The story is also significant for its "too many parallels" with the opening segment of the Indian rope trick popularly described in the Chicago Tribune in 1890. Whereas Tribune writer John Wilkie writes of an Indian juggler who "grew a two-feet tall mango tree from a seed within a few minutes", Pu's Taoist monk is able to accomplish a similar feat with a pear seed instead.

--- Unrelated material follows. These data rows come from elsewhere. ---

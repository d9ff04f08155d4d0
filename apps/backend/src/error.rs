//! Error handling for the backend API

use axum::{
    http::StatusCode,
    response::{IntoResponse, Response},
    Json,
};
use learnflow_core::{ActionError, InvariantViolation, SessionError};
use serde::Serialize;
use thiserror::Error;

/// API error types
#[derive(Debug, Error)]
pub enum ApiError {
    #[error("Not found: {0}")]
    NotFound(String),

    #[error("Bad request: {0}")]
    BadRequest(String),

    #[error("Invalid action: {0}")]
    InvalidAction(#[from] ActionError),

    #[error("Invariant violation: {0}")]
    Invariant(#[from] InvariantViolation),

    #[error("Internal error: {0}")]
    Internal(String),
}

impl From<SessionError> for ApiError {
    fn from(e: SessionError) -> Self {
        match e {
            SessionError::Action(e) => Self::InvalidAction(e),
            SessionError::Invariant(e) => Self::Invariant(e),
        }
    }
}

/// Error response body
#[derive(Serialize)]
struct ErrorResponse {
    error: String,
    message: String,
}

impl IntoResponse for ApiError {
    fn into_response(self) -> Response {
        let (status, error_type) = match &self {
            ApiError::NotFound(_) => (StatusCode::NOT_FOUND, "not_found"),
            ApiError::BadRequest(_) => (StatusCode::BAD_REQUEST, "bad_request"),
            ApiError::InvalidAction(_) => (StatusCode::CONFLICT, "invalid_action"),
            ApiError::Invariant(_) => (StatusCode::INTERNAL_SERVER_ERROR, "invariant_violation"),
            ApiError::Internal(_) => (StatusCode::INTERNAL_SERVER_ERROR, "internal_error"),
        };

        if status.is_server_error() {
            tracing::error!(error = %self, "request failed");
        }

        let body = Json(ErrorResponse {
            error: error_type.to_string(),
            message: self.to_string(),
        });

        (status, body).into_response()
    }
}

/// Result type alias for API operations
pub type Result<T> = std::result::Result<T, ApiError>;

Shengyu Wang suggests that, prior to writing his hoax article, Wilkie had read Giles' translation of "Planting a Pear Tree" as well as "Stealing Peaches".

==Adaptations==
Pu's story was adapted for the third volume of fairy tale anthology The Bookshelf for Boys and Girls first published in New York City in 1909; at a September 2003 symposium in Shandong dedicated to discussing the literary rights of Pu Songling, local author Qiu Xun noted that the contributor for The Bookshelf (who went by the alias "Frances Carpenter") failed to properly credit Pu and also committed a number of translation errors. The children's book The Beggars Magic (1997), co-authored by Margaret Scrogin Chang and David Chang and illustrated by David Johnson, is predominantly based on "Growing Pears"; set in a Chinese village, it follows Fu Nan and his friends as they witness the miraculous feats of a "mysterious elderly stranger".